> _TASK DESCRIPTION_: What you give back must match the records below word for word.

Dataset entries:
* * * * * * *
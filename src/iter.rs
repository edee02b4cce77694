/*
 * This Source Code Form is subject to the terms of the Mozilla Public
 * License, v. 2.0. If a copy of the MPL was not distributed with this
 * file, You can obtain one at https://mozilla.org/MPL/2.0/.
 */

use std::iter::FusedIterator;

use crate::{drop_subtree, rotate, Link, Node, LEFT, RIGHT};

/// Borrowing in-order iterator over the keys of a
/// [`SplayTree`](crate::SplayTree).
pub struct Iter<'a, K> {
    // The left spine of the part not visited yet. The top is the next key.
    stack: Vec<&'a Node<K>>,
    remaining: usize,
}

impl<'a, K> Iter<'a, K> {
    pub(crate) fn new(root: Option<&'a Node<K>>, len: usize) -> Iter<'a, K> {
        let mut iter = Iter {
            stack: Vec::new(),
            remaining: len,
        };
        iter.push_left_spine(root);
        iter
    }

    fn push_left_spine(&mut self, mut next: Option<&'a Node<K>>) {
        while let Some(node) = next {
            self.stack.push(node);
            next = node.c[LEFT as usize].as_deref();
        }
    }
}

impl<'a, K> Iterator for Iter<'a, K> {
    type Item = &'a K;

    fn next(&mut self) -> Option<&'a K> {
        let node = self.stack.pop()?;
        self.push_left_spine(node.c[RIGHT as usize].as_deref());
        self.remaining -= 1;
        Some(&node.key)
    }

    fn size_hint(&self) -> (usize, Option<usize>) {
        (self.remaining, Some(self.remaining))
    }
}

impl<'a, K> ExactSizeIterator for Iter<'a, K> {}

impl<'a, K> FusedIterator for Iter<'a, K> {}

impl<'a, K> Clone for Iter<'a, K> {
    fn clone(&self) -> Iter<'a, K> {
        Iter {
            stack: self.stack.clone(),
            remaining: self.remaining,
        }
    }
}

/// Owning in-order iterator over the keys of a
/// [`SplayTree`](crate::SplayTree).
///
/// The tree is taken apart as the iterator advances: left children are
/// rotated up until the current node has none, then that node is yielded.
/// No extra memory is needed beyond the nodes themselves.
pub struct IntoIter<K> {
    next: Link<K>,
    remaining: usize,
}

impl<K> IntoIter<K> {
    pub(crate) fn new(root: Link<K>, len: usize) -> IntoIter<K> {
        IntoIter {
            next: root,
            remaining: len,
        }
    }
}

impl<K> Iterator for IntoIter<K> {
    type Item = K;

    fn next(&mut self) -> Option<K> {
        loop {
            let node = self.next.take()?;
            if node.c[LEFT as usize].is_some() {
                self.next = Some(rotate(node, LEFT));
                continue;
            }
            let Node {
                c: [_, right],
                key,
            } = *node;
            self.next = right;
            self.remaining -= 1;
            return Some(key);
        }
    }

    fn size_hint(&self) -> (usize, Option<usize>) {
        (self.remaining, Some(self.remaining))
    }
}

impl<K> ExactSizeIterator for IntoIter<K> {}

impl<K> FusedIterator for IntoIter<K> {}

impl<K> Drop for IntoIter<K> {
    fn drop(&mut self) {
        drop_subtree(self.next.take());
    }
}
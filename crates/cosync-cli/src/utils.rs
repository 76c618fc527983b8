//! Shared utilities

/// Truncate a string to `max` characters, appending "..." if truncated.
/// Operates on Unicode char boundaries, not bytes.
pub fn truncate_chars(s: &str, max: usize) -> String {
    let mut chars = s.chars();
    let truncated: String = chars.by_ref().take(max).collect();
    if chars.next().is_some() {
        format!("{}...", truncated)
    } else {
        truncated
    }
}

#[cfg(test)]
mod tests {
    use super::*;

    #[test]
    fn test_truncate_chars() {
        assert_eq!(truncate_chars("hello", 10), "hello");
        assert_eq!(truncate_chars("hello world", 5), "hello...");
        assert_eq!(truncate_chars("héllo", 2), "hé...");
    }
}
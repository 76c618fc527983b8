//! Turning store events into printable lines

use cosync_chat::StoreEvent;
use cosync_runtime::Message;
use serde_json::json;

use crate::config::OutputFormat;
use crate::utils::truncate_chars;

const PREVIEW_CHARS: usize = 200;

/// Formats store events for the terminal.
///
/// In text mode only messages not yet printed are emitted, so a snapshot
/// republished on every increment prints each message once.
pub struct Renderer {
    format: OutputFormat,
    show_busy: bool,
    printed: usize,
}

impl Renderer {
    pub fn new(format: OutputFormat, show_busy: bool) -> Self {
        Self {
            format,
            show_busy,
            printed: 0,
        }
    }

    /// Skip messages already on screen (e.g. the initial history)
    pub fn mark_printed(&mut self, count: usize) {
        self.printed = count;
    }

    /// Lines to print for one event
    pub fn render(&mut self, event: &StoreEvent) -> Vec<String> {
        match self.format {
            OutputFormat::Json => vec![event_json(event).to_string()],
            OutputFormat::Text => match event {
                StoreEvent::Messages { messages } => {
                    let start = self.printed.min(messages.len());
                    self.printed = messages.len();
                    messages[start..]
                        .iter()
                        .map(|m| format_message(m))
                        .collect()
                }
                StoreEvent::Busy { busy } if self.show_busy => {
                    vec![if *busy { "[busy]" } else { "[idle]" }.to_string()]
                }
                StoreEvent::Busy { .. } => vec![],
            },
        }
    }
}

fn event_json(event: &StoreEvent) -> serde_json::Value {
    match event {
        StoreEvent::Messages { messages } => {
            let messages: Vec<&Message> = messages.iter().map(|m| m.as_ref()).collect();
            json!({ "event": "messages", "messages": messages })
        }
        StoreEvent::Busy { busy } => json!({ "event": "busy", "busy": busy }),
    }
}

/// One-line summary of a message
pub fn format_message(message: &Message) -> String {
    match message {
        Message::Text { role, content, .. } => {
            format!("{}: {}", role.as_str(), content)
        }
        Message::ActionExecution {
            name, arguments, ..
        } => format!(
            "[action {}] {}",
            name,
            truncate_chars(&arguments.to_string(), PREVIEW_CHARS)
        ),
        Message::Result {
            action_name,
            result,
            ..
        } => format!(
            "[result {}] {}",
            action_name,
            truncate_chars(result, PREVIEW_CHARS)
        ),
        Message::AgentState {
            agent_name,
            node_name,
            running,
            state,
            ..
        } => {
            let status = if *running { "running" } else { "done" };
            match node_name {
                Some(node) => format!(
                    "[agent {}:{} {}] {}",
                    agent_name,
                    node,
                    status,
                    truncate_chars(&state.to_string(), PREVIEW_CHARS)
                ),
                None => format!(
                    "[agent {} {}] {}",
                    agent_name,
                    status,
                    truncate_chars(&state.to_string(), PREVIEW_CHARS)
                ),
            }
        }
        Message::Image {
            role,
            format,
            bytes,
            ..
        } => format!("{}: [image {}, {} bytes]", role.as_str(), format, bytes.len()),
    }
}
* * * * * * *
> _ANSWER FOR THIS EXERCISE_:
filename src/iter.rs
repository edee02b4cce77694
/*
 * This Source Code Form is subject to the terms of the Mozilla Public
 * License, v. 2.0. If a copy of the MPL was not distributed with this
 * file, You can obtain one at https://mozilla.org/MPL/2.0/.
 */

use std::iter::FusedIterator;

use crate::{drop_subtree, rotate, Link, Node, LEFT, RIGHT};

/// Borrowing in-order iterator over the keys of a
/// [`SplayTree`](crate::SplayTree).
pub struct Iter<'a, K> {
    // The left spine of the part not visited yet. The top is the next key.
    stack: Vec<&'a Node<K>>,
    remaining: usize,
}

impl<'a, K> Iter<'a, K> {
    pub(crate) fn new(root: Option<&'a Node<K>>, len: usize) -> Iter<'a, K> {
        let mut iter = Iter {
            stack: Vec::new(),
            remaining: len,
        };
        iter.push_left_spine(root);
        iter
    }

    fn push_left_spine(&mut self, mut next: Option<&'a Node<K>>) {
        while let Some(node) = next {
            self.stack.push(node);
            next = node.c[LEFT as usize].as_deref();
        }
    }
}

impl<'a, K> Iterator for Iter<'a, K> {
    type Item = &'a K;

    fn next(&mut self) -> Option<&'a K> {
        let node = self.stack.pop()?;
        self.push_left_spine(node.c[RIGHT as usize].as_deref());
        self.remaining -= 1;
        Some(&node.key)
    }

    fn size_hint(&self) -> (usize, Option<usize>) {
        (self.remaining, Some(self.remaining))
    }
}

impl<'a, K> ExactSizeIterator for Iter<'a, K> {}

impl<'a, K> FusedIterator for Iter<'a, K> {}

impl<'a, K> Clone for Iter<'a, K> {
    fn clone(&self) -> Iter<'a, K> {
        Iter {
            stack: self.stack.clone(),
            remaining: self.remaining,
        }
    }
}

/// Owning in-order iterator over the keys of a
/// [`SplayTree`](crate::SplayTree).
///
/// The tree is taken apart as the iterator advances: left children are
/// rotated up until the current node has none, then that node is yielded.
/// No extra memory is needed beyond the nodes themselves.
pub struct IntoIter<K> {
    next: Link<K>,
    remaining: usize,
}

impl<K> IntoIter<K> {
    pub(crate) fn new(root: Link<K>, len: usize) -> IntoIter<K> {
        IntoIter {
            next: root,
            remaining: len,
        }
    }
}

impl<K> Iterator for IntoIter<K> {
    type Item = K;

    fn next(&mut self) -> Option<K> {
        loop {
            let node = self.next.take()?;
            if node.c[LEFT as usize].is_some() {
                self.next = Some(rotate(node, LEFT));
                continue;
            }
            let Node {
                c: [_, right],
                key,
            } = *node;
            self.next = right;
            self.remaining -= 1;
            return Some(key);
        }
    }

    fn size_hint(&self) -> (usize, Option<usize>) {
        (self.remaining, Some(self.remaining))
    }
}

impl<K> ExactSizeIterator for IntoIter<K> {}

impl<K> FusedIterator for IntoIter<K> {}

impl<K> Drop for IntoIter<K> {
    fn drop(&mut self) {
        drop_subtree(self.next.take());
    }
}
filename crates/cosync-cli/src/utils.rs
repository 76c618fc527983b8
//! Shared utilities

/// Truncate a string to `max` characters, appending "..." if truncated.
/// Operates on Unicode char boundaries, not bytes.
pub fn truncate_chars(s: &str, max: usize) -> String {
    let mut chars = s.chars();
    let truncated: String = chars.by_ref().take(max).collect();
    if chars.next().is_some() {
        format!("{}...", truncated)
    } else {
        truncated
    }
}

#[cfg(test)]
mod tests {
    use super::*;

    #[test]
    fn test_truncate_chars() {
        assert_eq!(truncate_chars("hello", 10), "hello");
        assert_eq!(truncate_chars("hello world", 5), "hello...");
        assert_eq!(truncate_chars("héllo", 2), "hé...");
    }
}
repository 76c618fc527983b8
//! Turning store events into printable lines

use cosync_chat::StoreEvent;
use cosync_runtime::Message;
use serde_json::json;

use crate::config::OutputFormat;
use crate::utils::truncate_chars;

const PREVIEW_CHARS: usize = 200;

/// Formats store events for the terminal.
///
/// In text mode only messages not yet printed are emitted, so a snapshot
/// republished on every increment prints each message once.
pub struct Renderer {
    format: OutputFormat,
    show_busy: bool,
    printed: usize,
}

impl Renderer {
    pub fn new(format: OutputFormat, show_busy: bool) -> Self {
        Self {
            format,
            show_busy,
            printed: 0,
        }
    }

    /// Skip messages already on screen (e.g. the initial history)
    pub fn mark_printed(&mut self, count: usize) {
        self.printed = count;
    }

    /// Lines to print for one event
    pub fn render(&mut self, event: &StoreEvent) -> Vec<String> {
        match self.format {
            OutputFormat::Json => vec![event_json(event).to_string()],
            OutputFormat::Text => match event {
                StoreEvent::Messages { messages } => {
                    let start = self.printed.min(messages.len());
                    self.printed = messages.len();
                    messages[start..]
                        .iter()
                        .map(|m| format_message(m))
                        .collect()
                }
                StoreEvent::Busy { busy } if self.show_busy => {
                    vec![if *busy { "[busy]" } else { "[idle]" }.to_string()]
                }
                StoreEvent::Busy { .. } => vec![],
            },
        }
    }
}

fn event_json(event: &StoreEvent) -> serde_json::Value {
    match event {
        StoreEvent::Messages { messages } => {
            let messages: Vec<&Message> = messages.iter().map(|m| m.as_ref()).collect();
            json!({ "event": "messages", "messages": messages })
        }
        StoreEvent::Busy { busy } => json!({ "event": "busy", "busy": busy }),
    }
}

/// One-line summary of a message
pub fn format_message(message: &Message) -> String {
    match message {
        Message::Text { role, content, .. } => {
            format!("{}: {}", role.as_str(), content)
        }
        Message::ActionExecution {
            name, arguments, ..
        } => format!(
            "[action {}] {}",
            name,
            truncate_chars(&arguments.to_string(), PREVIEW_CHARS)
        ),
        Message::Result {
            action_name,
            result,
            ..
        } => format!(
            "[result {}] {}",
            action_name,
            truncate_chars(result, PREVIEW_CHARS)
        ),
        Message::AgentState {
            agent_name,
            node_name,
            running,
            state,
            ..
        } => {
            let status = if *running { "running" } else { "done" };
            match node_name {
                Some(node) => format!(
                    "[agent {}:{} {}] {}",
                    agent_name,
                    node,
                    status,
                    truncate_chars(&state.to_string(), PREVIEW_CHARS)
                ),
                None => format!(
                    "[agent {} {}] {}",
                    agent_name,
                    status,
                    truncate_chars(&state.to_string(), PREVIEW_CHARS)
                ),
            }
        }
        Message::Image {
            role,
            format,
            bytes,
            ..
        } => format!("{}: [image {}, {} bytes]", role.as_str(), format, bytes.len()),
    }
}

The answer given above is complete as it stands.